Cleveland: At the Crossroads of Healing and the Arts

A music therapist  works with a patient recovering from a stroke
A music therapist  works with a patient recovering from a stroke. Courtesy of Cleveland Clinic.

Earlier this year, the Community Partnership for Arts and Culture—or CPAC—released a white paper that examined the impact of the arts on healing in Cleveland, Ohio. Creative Minds in Medicine: A Cleveland Creative Intersection presented six case studies of programs that embrace the arts in their healing practices, and demonstrate the ameliorative power of the arts for patients, their families, medical practitioners.
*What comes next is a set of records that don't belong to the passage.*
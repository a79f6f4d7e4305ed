//! Cascade Chain Feed
//!
//! Read-only blockchain observation. The data source is an injected
//! collaborator exposing scalar values only (height, confirmation counts,
//! tiered fee estimates); the feed normalizes those into events and never
//! parses raw chain data.

#![forbid(unsafe_code)]
#![warn(missing_docs, rust_2018_idioms, unused_qualifications)]

pub mod error;
pub mod events;
pub mod feed;
pub mod mock;
pub mod types;

// Re-exports
pub use error::{Error, Result};
pub use feed::{BlockchainDataSource, ChainFeed, DEFAULT_REQUIRED_CONFIRMATIONS};
pub use mock::MockDataSource;
pub use types::{Confirmation, FeeEstimates, FeePriority, TxId, TxInfo};
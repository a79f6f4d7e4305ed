//! Liquidity ledger orchestration
//!
//! Owns the reserve and its obligations. All mutations serialize through a
//! single write lock so concurrent reservations can never both observe a
//! stale available balance and overcommit funds. Health is recomputed on
//! the before/after snapshots of the same serialized mutation, and events
//! publish only after the mutation has committed.

use crate::{
    clock::Clock,
    entropy::IdSource,
    events::{LiquidityReleased, LiquidityReserved, PoolHealthChanged, ReleaseReason},
    health,
    types::{Obligation, PoolHealth, Reserve},
    Error, Result,
};
use async_trait::async_trait;
use event_router::{Event, EventKind, EventPublisher};
use rust_decimal::Decimal;
use std::sync::Arc;
use tokio::sync::Mutex;
use tracing::{debug, info};
use uuid::Uuid;

/// Repository port for the reserve and its obligations.
///
/// `commit` persists the reserve update and the obligation upsert as one
/// unit; an implementation must not let one land without the other.
#[async_trait]
pub trait LedgerStore: Send + Sync {
    /// Load the current reserve snapshot
    async fn load_reserve(&self) -> Result<Reserve>;

    /// Find an obligation by id
    async fn find_obligation(&self, id: Uuid) -> Result<Option<Obligation>>;

    /// All obligations still pending
    async fn pending_obligations(&self) -> Result<Vec<Obligation>>;

    /// Atomically persist a reserve update together with an obligation upsert
    async fn commit(&self, reserve: &Reserve, obligation: &Obligation) -> Result<()>;
}

/// Outcome of a reservation attempt
#[derive(Debug, Clone, PartialEq)]
pub enum ReserveOutcome {
    /// Funds earmarked; the pending obligation records the commitment
    Reserved(Obligation),

    /// Requested amount exceeds available funds; nothing changed
    InsufficientLiquidity {
        /// Amount requested
        requested: Decimal,
        /// Amount available at the time of the attempt
        available: Decimal,
    },
}

impl ReserveOutcome {
    /// The obligation, when the reservation succeeded
    pub fn obligation(&self) -> Option<&Obligation> {
        match self {
            ReserveOutcome::Reserved(obligation) => Some(obligation),
            ReserveOutcome::InsufficientLiquidity { .. } => None,
        }
    }
}

/// Liquidity ledger
pub struct LiquidityLedger {
    store: Arc<dyn LedgerStore>,
    publisher: Arc<dyn EventPublisher>,
    ids: Arc<dyn IdSource>,
    clock: Arc<dyn Clock>,
    write_lock: Mutex<()>,
}

impl LiquidityLedger {
    /// Create a ledger over the given store and capabilities
    pub fn new(
        store: Arc<dyn LedgerStore>,
        publisher: Arc<dyn EventPublisher>,
        ids: Arc<dyn IdSource>,
        clock: Arc<dyn Clock>,
    ) -> Self {
        Self {
            store,
            publisher,
            ids,
            clock,
            write_lock: Mutex::new(()),
        }
    }

    /// Reserve `amount` against the pool.
    ///
    /// Insufficient funds are a soft failure: no state change, no event.
    pub async fn reserve(&self, amount: Decimal) -> Result<ReserveOutcome> {
        if amount <= Decimal::ZERO {
            return Err(Error::InvalidAmount(amount));
        }

        let now = self.clock.now();
        let mut events = Vec::with_capacity(2);

        let outcome = {
            let _guard = self.write_lock.lock().await;

            let current = self.store.load_reserve().await?;
            if current.available_amount < amount {
                debug!(
                    requested = %amount,
                    available = %current.available_amount,
                    "reservation refused"
                );
                ReserveOutcome::InsufficientLiquidity {
                    requested: amount,
                    available: current.available_amount,
                }
            } else {
                let updated = current.with_reservation(amount);
                updated.validate()?;

                let obligation = Obligation::pending(self.ids.next_id(), amount, now);
                self.store.commit(&updated, &obligation).await?;

                events.push(Event::new(
                    EventKind::LiquidityReserved,
                    &LiquidityReserved {
                        obligation_id: obligation.id,
                        amount,
                    },
                    now,
                )?);
                if let Some(change) = health_transition(&current, &updated) {
                    events.push(Event::new(EventKind::PoolHealthChanged, &change, now)?);
                }

                info!(obligation_id = %obligation.id, %amount, "liquidity reserved");
                ReserveOutcome::Reserved(obligation)
            }
        };

        for event in events {
            self.publisher.publish(event).await?;
        }

        Ok(outcome)
    }

    /// Fulfill a pending obligation: the earmarked funds leave the pool.
    ///
    /// Returns false, with no side effect, when the obligation is absent or
    /// no longer pending.
    pub async fn fulfill(&self, obligation_id: Uuid) -> Result<bool> {
        self.settle(obligation_id, ReleaseReason::Fulfilled).await
    }

    /// Expire an abandoned pending obligation: the earmarked funds return
    /// to the available balance.
    pub async fn expire(&self, obligation_id: Uuid) -> Result<bool> {
        self.settle(obligation_id, ReleaseReason::Expired).await
    }

    async fn settle(&self, obligation_id: Uuid, reason: ReleaseReason) -> Result<bool> {
        let now = self.clock.now();
        let mut events = Vec::with_capacity(2);

        {
            let _guard = self.write_lock.lock().await;

            let obligation = match self.store.find_obligation(obligation_id).await? {
                Some(obligation) if !obligation.is_terminal() => obligation,
                _ => return Ok(false),
            };

            let current = self.store.load_reserve().await?;
            let (updated, terminal) = match reason {
                ReleaseReason::Fulfilled => (
                    current.with_fulfillment(obligation.amount),
                    obligation.fulfilled(),
                ),
                ReleaseReason::Expired => {
                    (current.with_release(obligation.amount), obligation.expired())
                }
            };
            updated.validate()?;

            self.store.commit(&updated, &terminal).await?;

            events.push(Event::new(
                EventKind::LiquidityReleased,
                &LiquidityReleased {
                    obligation_id,
                    amount: obligation.amount,
                    reason,
                },
                now,
            )?);
            if let Some(change) = health_transition(&current, &updated) {
                events.push(Event::new(EventKind::PoolHealthChanged, &change, now)?);
            }

            info!(%obligation_id, amount = %obligation.amount, ?reason, "liquidity released");
        }

        for event in events {
            self.publisher.publish(event).await?;
        }

        Ok(true)
    }

    /// Current pool health, with the pending obligation count filled in
    pub async fn health(&self) -> Result<PoolHealth> {
        let reserve = self.store.load_reserve().await?;
        let pending = self.store.pending_obligations().await?;

        let mut health = health::evaluate(&reserve);
        health.pending_obligations = pending.len();
        Ok(health)
    }
}
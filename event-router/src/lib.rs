//! In-process event router
//!
//! Provides typed publish/subscribe fan-out with:
//! - Per-kind subscriber registries plus an all-events set
//! - Best-effort broadcast: a failing subscriber never blocks the rest
//! - Exactly one delivery per subscription per publish
//! - Observability via Prometheus metrics

#![forbid(unsafe_code)]
#![warn(missing_docs, rust_2018_idioms)]

pub mod error;
pub mod event;
pub mod metrics;
pub mod router;
pub mod sinks;

pub use error::{Error, Result};
pub use event::{Event, EventKind};
pub use router::{EventPublisher, EventRouter, Subscriber, SubscriptionId};
pub use sinks::{InMemoryPublisher, RecordingSink, TracingSink};
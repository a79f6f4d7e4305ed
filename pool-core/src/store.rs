//! In-memory reference store
//!
//! Reserve and obligations live behind one mutex so `commit` writes both as
//! a single unit. A durable implementation replaces this without touching
//! the ledger.

use crate::{
    ledger::LedgerStore,
    types::{Obligation, ObligationStatus, Reserve},
    Result,
};
use async_trait::async_trait;
use parking_lot::Mutex;
use std::collections::HashMap;
use uuid::Uuid;

struct Inner {
    reserve: Reserve,
    obligations: HashMap<Uuid, Obligation>,
}

/// In-memory ledger store
pub struct InMemoryLedgerStore {
    inner: Mutex<Inner>,
}

impl InMemoryLedgerStore {
    /// Create a store with the given opening reserve
    pub fn new(reserve: Reserve) -> Self {
        Self {
            inner: Mutex::new(Inner {
                reserve,
                obligations: HashMap::new(),
            }),
        }
    }
}

#[async_trait]
impl LedgerStore for InMemoryLedgerStore {
    async fn load_reserve(&self) -> Result<Reserve> {
        Ok(self.inner.lock().reserve.clone())
    }

    async fn find_obligation(&self, id: Uuid) -> Result<Option<Obligation>> {
        Ok(self.inner.lock().obligations.get(&id).cloned())
    }

    async fn pending_obligations(&self) -> Result<Vec<Obligation>> {
        Ok(self
            .inner
            .lock()
            .obligations
            .values()
            .filter(|o| o.status == ObligationStatus::Pending)
            .cloned()
            .collect())
    }

    async fn commit(&self, reserve: &Reserve, obligation: &Obligation) -> Result<()> {
        let mut inner = self.inner.lock();
        inner.reserve = reserve.clone();
        inner.obligations.insert(obligation.id, obligation.clone());
        Ok(())
    }
}

#[cfg(test)]
mod tests {
    use super::*;
    use crate::types::Currency;
    use chrono::Utc;
    use rust_decimal_macros::dec;

    #[tokio::test]
    async fn test_commit_writes_both_records() {
        let store = InMemoryLedgerStore::new(Reserve::opening(dec!(100), Currency::Btc));

        let updated = Reserve::opening(dec!(100), Currency::Btc).with_reservation(dec!(25));
        let obligation = Obligation::pending(Uuid::new_v4(), dec!(25), Utc::now());
        store.commit(&updated, &obligation).await.unwrap();

        assert_eq!(store.load_reserve().await.unwrap(), updated);
        assert_eq!(
            store.find_obligation(obligation.id).await.unwrap(),
            Some(obligation.clone())
        );
        assert_eq!(store.pending_obligations().await.unwrap().len(), 1);

        // Upsert replaces the record; fulfilled obligations drop out of the
        // pending view.
        store
            .commit(&updated.with_fulfillment(dec!(25)), &obligation.fulfilled())
            .await
            .unwrap();
        assert!(store.pending_obligations().await.unwrap().is_empty());
    }

    #[tokio::test]
    async fn test_find_missing_obligation() {
        let store = InMemoryLedgerStore::new(Reserve::opening(dec!(1), Currency::Btc));
        assert_eq!(store.find_obligation(Uuid::new_v4()).await.unwrap(), None);
    }
}
//! Token types and expiration policies

use chrono::{DateTime, Duration, Utc};
use serde::{Deserialize, Serialize};
use std::fmt;
use uuid::Uuid;

/// Fallback TTL when a policy defines none (24 hours)
pub const DEFAULT_TTL_SECONDS: u64 = 86_400;

/// Purpose a namespace is scoped to
#[derive(Debug, Clone, Copy, PartialEq, Eq, Hash, Serialize, Deserialize)]
#[serde(rename_all = "lowercase")]
pub enum Purpose {
    /// Inbound funds
    Deposit,
    /// Outbound payout
    Withdrawal,
    /// Internal transfer
    Internal,
}

impl fmt::Display for Purpose {
    fn fmt(&self, f: &mut fmt::Formatter<'_>) -> fmt::Result {
        let s = match self {
            Purpose::Deposit => "deposit",
            Purpose::Withdrawal => "withdrawal",
            Purpose::Internal => "internal",
        };
        write!(f, "{}", s)
    }
}

/// Scoping tag under which a token is issued
#[derive(Debug, Clone, PartialEq, Eq, Serialize, Deserialize)]
pub struct Namespace {
    /// Opaque namespace value
    pub value: String,

    /// Purpose of the namespace
    pub purpose: Purpose,
}

/// Expiration policy kind
#[derive(Debug, Clone, Copy, PartialEq, Eq, Serialize, Deserialize)]
#[serde(rename_all = "kebab-case")]
pub enum PolicyKind {
    /// Expires when the TTL elapses
    TimeBased,
    /// Expires when the usage budget is consumed
    UsageBased,
    /// Expires on whichever comes first
    Hybrid,
}

/// Expiration policy
#[derive(Debug, Clone, Copy, PartialEq, Eq, Serialize, Deserialize)]
pub struct ExpirationPolicy {
    /// Policy kind
    pub kind: PolicyKind,

    /// Time to live, seconds
    pub ttl_seconds: Option<u64>,

    /// Usage budget
    pub max_usages: Option<u32>,
}

impl ExpirationPolicy {
    /// Time-based policy
    pub fn time_based(ttl_seconds: u64) -> Self {
        Self {
            kind: PolicyKind::TimeBased,
            ttl_seconds: Some(ttl_seconds),
            max_usages: None,
        }
    }

    /// Usage-based policy (no TTL)
    pub fn usage_based(max_usages: u32) -> Self {
        Self {
            kind: PolicyKind::UsageBased,
            ttl_seconds: None,
            max_usages: Some(max_usages),
        }
    }

    /// Hybrid policy: TTL and usage budget
    pub fn hybrid(ttl_seconds: u64, max_usages: u32) -> Self {
        Self {
            kind: PolicyKind::Hybrid,
            ttl_seconds: Some(ttl_seconds),
            max_usages: Some(max_usages),
        }
    }

    /// Whether a successful resolution consumes the token
    pub fn consumes_on_resolve(&self) -> bool {
        matches!(self.kind, PolicyKind::UsageBased | PolicyKind::Hybrid)
    }
}

/// Why a token expired
#[derive(Debug, Clone, Copy, PartialEq, Eq, Serialize, Deserialize)]
#[serde(rename_all = "lowercase")]
pub enum ExpiryReason {
    /// TTL elapsed
    Ttl,
    /// Usage budget consumed
    Usage,
    /// Operator action
    Manual,
}

/// Single-use address token
#[derive(Debug, Clone, PartialEq, Serialize, Deserialize)]
pub struct AddressToken {
    /// Token ID
    pub id: Uuid,

    /// Namespace the token was issued under
    pub namespace: Namespace,

    /// Expiration policy the token was issued with
    pub policy: ExpirationPolicy,

    /// Issue timestamp
    pub created_at: DateTime<Utc>,

    /// Expiry timestamp
    pub expires_at: DateTime<Utc>,

    /// Whether the token has reached a terminal state
    pub is_expired: bool,

    /// Why the token expired, once it has
    pub expired_reason: Option<ExpiryReason>,
}

impl AddressToken {
    /// Issue a fresh token under `namespace` with `policy`.
    ///
    /// `expires_at` is `created_at + ttl`, falling back to 24 hours when the
    /// policy defines no TTL.
    pub fn issue(
        id: Uuid,
        namespace: Namespace,
        policy: ExpirationPolicy,
        created_at: DateTime<Utc>,
    ) -> Self {
        let ttl = policy.ttl_seconds.unwrap_or(DEFAULT_TTL_SECONDS);

        Self {
            id,
            namespace,
            policy,
            created_at,
            expires_at: created_at + Duration::seconds(ttl as i64),
            is_expired: false,
            expired_reason: None,
        }
    }
}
The case studies examined in Creative Minds in Medicine cast a wide net: from training medical students in the advantages of art therapy; to the sense of comfort created through architectural design at the Hospice of the Western Reserve; to the Arts and Medicine Institute at the Cleveland Clinic, whose arts programming and commitment to whole patient care stands at the forefront of work taking place at the intersection of art and medicine, not just in Cleveland but throughout the world.

CPAC Director Tom Schorgl, and Maria Jukic, executive director of Cleveland Clinic’s Arts and Medicine Institute, sat down to discuss the various ways the lively Cleveland arts community has joined forces with medical innovators, and with Cleveland Clinic’s extraordinary arts and healing programming. 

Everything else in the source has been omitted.